I have been trying to make a factor mixture model in Turing, but have run into some performance issues.
To see where the slowdown comes from, I started by splitting the model into two separate models: a simple factor model, and a simple mixture model.
The simple factor model (1 factor, 200 observations each w 3 dimensions) takes under 6s to do 2000 NUTS iterations. A simple mixture model (2 gaussian components, 200 observations) takes under 2s to do 2000 NUTS iterations (total iterations, including burnin).
So, perfectly fast. (Well, using ForwardDiff. If I use ReverseDiff, those numbers go (without caching) to 59s for the factor model/57s for the mixture. If I use the cache, I get 9s/10s, respectively, which is also extremely good.)

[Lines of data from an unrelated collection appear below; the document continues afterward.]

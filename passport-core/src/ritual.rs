//! The moon-block ritual that unlocks once the passport is full.
//!
//! Two blocks are cast; each lands flat or round with equal odds. Mixed sides
//! mean the deity agrees (a win). Matching sides either laugh or cry at the
//! visitor, and both offer a fresh start.
use hmac::{Hmac, Mac};
use rand::rngs::SmallRng;
use rand::{Rng, RngCore, SeedableRng};
use serde::{Deserialize, Serialize};
use sha2::Sha256;
use std::collections::VecDeque;
use std::fmt;
use thiserror::Error;

#[derive(Debug, Clone, Copy, PartialEq, Eq, Hash, Serialize, Deserialize)]
#[serde(rename_all = "lowercase")]
pub enum BlockSide {
    Flat,
    Round,
}

impl BlockSide {
    /// One fair draw.
    pub fn draw<R: Rng + ?Sized>(rng: &mut R) -> Self {
        if rng.gen_bool(0.5) {
            Self::Flat
        } else {
            Self::Round
        }
    }
}

#[derive(Debug, Clone, Copy, PartialEq, Eq, Hash, Serialize, Deserialize)]
pub struct Toss {
    pub first: BlockSide,
    pub second: BlockSide,
}

impl Toss {
    #[must_use]
    pub const fn new(first: BlockSide, second: BlockSide) -> Self {
        Self { first, second }
    }
}

#[derive(Debug, Clone, Copy, PartialEq, Eq, Hash, Serialize, Deserialize)]
#[serde(rename_all = "lowercase")]
pub enum RitualOutcome {
    /// Holy Answer (Shèng Jiǎo).
    Win,
    /// Laughing Answer (Xiào Jiǎo).
    Laugh,
    /// Crying Answer (Kū Jiǎo).
    Cry,
}

impl RitualOutcome {
    pub const ALL: [Self; 3] = [Self::Win, Self::Laugh, Self::Cry];

    #[must_use]
    pub const fn offers_reset(self) -> bool {
        matches!(self, Self::Laugh | Self::Cry)
    }

    #[must_use]
    pub const fn key(self) -> &'static str {
        match self {
            Self::Win => "win",
            Self::Laugh => "laugh",
            Self::Cry => "cry",
        }
    }

    #[must_use]
    pub const fn headline(self) -> &'static str {
        match self {
            Self::Win => "Holy Answer (Shèng Jiǎo). The way is open.",
            Self::Laugh => "Laughing Answer (Xiào Jiǎo). The deity is laughing.",
            Self::Cry => "Crying Answer (Kū Jiǎo). The deity disagrees.",
        }
    }

    /// Long-run share of casts that land on this outcome.
    #[must_use]
    pub const fn expected_share(self) -> f64 {
        match self {
            Self::Win => 0.5,
            Self::Laugh | Self::Cry => 0.25,
        }
    }
}

impl fmt::Display for RitualOutcome {
    fn fmt(&self, f: &mut fmt::Formatter<'_>) -> fmt::Result {
        f.write_str(self.key())
    }
}

#[must_use]
pub const fn classify(toss: Toss) -> RitualOutcome {
    match (toss.first, toss.second) {
        (BlockSide::Flat, BlockSide::Flat) => RitualOutcome::Laugh,
        (BlockSide::Round, BlockSide::Round) => RitualOutcome::Cry,
        _ => RitualOutcome::Win,
    }
}

/// Draw both blocks independently.
pub fn cast_blocks<R: Rng + ?Sized>(rng: &mut R) -> Toss {
    let first = BlockSide::draw(rng);
    let second = BlockSide::draw(rng);
    Toss { first, second }
}

/// The ritual unlocks at exactly `threshold` stamps.
#[must_use]
pub const fn is_eligible(collected: usize, threshold: usize) -> bool {
    collected == threshold
}

#[derive(Debug, Clone, PartialEq, Eq, Error)]
pub enum RitualError {
    #[error("the ritual needs {required} stamps, the passport holds {collected}")]
    NotEligible { collected: usize, required: usize },
    #[error("the blocks are still in the air")]
    CastInFlight,
    #[error("the blocks have already been cast; there is only one chance")]
    AlreadyCast,
    #[error("the ritual has not reached the casting step")]
    NotReady,
    #[error("no reset is on offer")]
    NoResetOffered,
}

#[derive(Debug, Clone, Copy, PartialEq, Eq, Default, Serialize, Deserialize)]
#[serde(tag = "step", rename_all = "snake_case")]
pub enum RitualStep {
    #[default]
    Intro,
    Ready,
    Casting,
    Resolved { toss: Toss, outcome: RitualOutcome },
    Reset,
}

#[derive(Debug, Clone, Default)]
pub struct RitualSession {
    step: RitualStep,
}

impl RitualSession {
    #[must_use]
    pub const fn new() -> Self {
        Self {
            step: RitualStep::Intro,
        }
    }

    #[must_use]
    pub const fn step(&self) -> RitualStep {
        self.step
    }

    #[must_use]
    pub fn is_busy(&self) -> bool {
        self.step() == RitualStep::Casting
    }

    #[must_use]
    pub fn outcome(&self) -> Option<RitualOutcome> {
        match self.step() {
            RitualStep::Resolved { outcome, .. } => Some(outcome),
            _ => None,
        }
    }

    /// Leave the intro for the casting table.
    ///
    /// # Errors
    ///
    /// Fails once the ritual is past its intro.
    pub fn proceed(&mut self) -> Result<(), RitualError> {
        match self.step() {
            RitualStep::Intro => {
                self.step = RitualStep::Ready;
                Ok(())
            }
            RitualStep::Ready => Ok(()),
            RitualStep::Casting => Err(RitualError::CastInFlight),
            RitualStep::Resolved { .. } | RitualStep::Reset => Err(RitualError::AlreadyCast),
        }
    }

    /// Throw the blocks. The caller resolves the cast once the presentation
    /// delay has passed.
    ///
    /// # Errors
    ///
    /// Fails when a cast is in flight, a result already exists, or the intro
    /// has not been dismissed.
    pub fn begin_cast(&mut self) -> Result<(), RitualError> {
        match self.step() {
            RitualStep::Ready => {
                self.step = RitualStep::Casting;
                Ok(())
            }
            RitualStep::Intro => Err(RitualError::NotReady),
            RitualStep::Casting => Err(RitualError::CastInFlight),
            RitualStep::Resolved { .. } | RitualStep::Reset => Err(RitualError::AlreadyCast),
        }
    }

    /// Land the blocks in flight.
    ///
    /// # Errors
    ///
    /// Fails when no cast is in flight.
    pub fn resolve<R: Rng + ?Sized>(
        &mut self,
        rng: &mut R,
    ) -> Result<(Toss, RitualOutcome), RitualError> {
        if self.step() != RitualStep::Casting {
            return Err(RitualError::NotReady);
        }
        let toss = cast_blocks(rng);
        let outcome = classify(toss);
        self.step = RitualStep::Resolved { toss, outcome };
        log::debug!("ritual resolved {toss:?} as {outcome}");
        Ok((toss, outcome))
    }

    /// Accept the fresh start offered by a laughing or crying answer. The
    /// caller empties the ledger.
    ///
    /// # Errors
    ///
    /// Fails unless the result on the table offers a reset.
    pub fn accept_reset(&mut self) -> Result<(), RitualError> {
        match self.step() {
            RitualStep::Resolved { outcome, .. } if outcome.offers_reset() => {
                self.step = RitualStep::Reset;
                Ok(())
            }
            _ => Err(RitualError::NoResetOffered),
        }
    }
}

/// Counting RNG stream for the ritual.
#[derive(Debug, Clone)]
pub struct RitualRng {
    rng: SmallRng,
    draws: u64,
}

impl RitualRng {
    /// Derive the ritual stream from a user-visible seed.
    #[must_use]
    pub fn from_user_seed(seed: u64) -> Self {
        Self {
            rng: SmallRng::seed_from_u64(derive_stream_seed(seed, b"ritual")),
            draws: 0,
        }
    }

    #[must_use]
    pub fn from_entropy() -> Self {
        Self {
            rng: SmallRng::from_entropy(),
            draws: 0,
        }
    }

    #[must_use]
    pub const fn draws(&self) -> u64 {
        self.draws
    }
}

impl RngCore for RitualRng {
    fn next_u32(&mut self) -> u32 {
        self.draws = self.draws.saturating_add(1);
        self.rng.next_u32()
    }

    fn next_u64(&mut self) -> u64 {
        self.draws = self.draws.saturating_add(1);
        self.rng.next_u64()
    }

    fn fill_bytes(&mut self, dest: &mut [u8]) {
        self.draws = self.draws.saturating_add(1);
        self.rng.fill_bytes(dest);
    }

    fn try_fill_bytes(&mut self, dest: &mut [u8]) -> Result<(), rand::Error> {
        self.fill_bytes(dest);
        Ok(())
    }
}

fn derive_stream_seed(user_seed: u64, domain_tag: &[u8]) -> u64 {
    let Ok(mut mac) = Hmac::<Sha256>::new_from_slice(&user_seed.to_le_bytes()) else {
        return user_seed;
    };
    mac.update(domain_tag);
    let digest = mac.finalize().into_bytes();
    let mut seed_bytes = [0_u8; 8];
    seed_bytes.copy_from_slice(&digest[..8]);
    u64::from_le_bytes(seed_bytes)
}

/// Replays a fixed sequence of block sides, cycling when exhausted.
///
/// Useful for rehearsing a particular outcome in tests and demos.
#[derive(Debug, Clone)]
pub struct DrawScript {
    sides: VecDeque<BlockSide>,
}

impl DrawScript {
    #[must_use]
    pub fn new(sides: impl IntoIterator<Item = BlockSide>) -> Self {
        Self {
            sides: sides.into_iter().collect(),
        }
    }

    /// Script that lands on `outcome` every cast.
    #[must_use]
    pub fn for_outcome(outcome: RitualOutcome) -> Self {
        match outcome {
            RitualOutcome::Win => Self::new([BlockSide::Flat, BlockSide::Round]),
            RitualOutcome::Laugh => Self::new([BlockSide::Flat, BlockSide::Flat]),
            RitualOutcome::Cry => Self::new([BlockSide::Round, BlockSide::Round]),
        }
    }

    fn next_side(&mut self) -> BlockSide {
        let side = self.sides.pop_front().unwrap_or(BlockSide::Round);
        self.sides.push_back(side);
        side
    }
}

impl RngCore for DrawScript {
    fn next_u32(&mut self) -> u32 {
        // Only the high half is meaningful for a fair coin.
        (self.next_u64() >> 32) as u32
    }

    fn next_u64(&mut self) -> u64 {
        match self.next_side() {
            BlockSide::Flat => 0,
            BlockSide::Round => u64::MAX,
        }
    }

    fn fill_bytes(&mut self, dest: &mut [u8]) {
        for chunk in dest.chunks_mut(8) {
            let bytes = self.next_u64().to_le_bytes();
            chunk.copy_from_slice(&bytes[..chunk.len()]);
        }
    }

    fn try_fill_bytes(&mut self, dest: &mut [u8]) -> Result<(), rand::Error> {
        self.fill_bytes(dest);
        Ok(())
    }
}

However, when I try to run code for the factor mixture model (which is basically a straightforward combination of the two simpler models, with the big change that it is a mixture of multivariates), it takes *~15 minutes to do 2000 NUTS iterations. Reversediff (without caching) takes 14 minutes just to sample 200 iterations. And this is a toy problem on a smallish data set.
So, it seems there’s something about the factor mixture model below that’s making it take a couple of orders of magnitude longer than one might (naively) expect, relative to the underlying models. Since it’s fitting a mixture of multivariates, I expect it to be substantially slower, but this seems excessive…
My code is below. A few things to note:
(1) The recommended logsumexp
from StatsFuns
doesn’t play well with the caching reversediff, so I use a simpler version (not as fast, but works with the cache).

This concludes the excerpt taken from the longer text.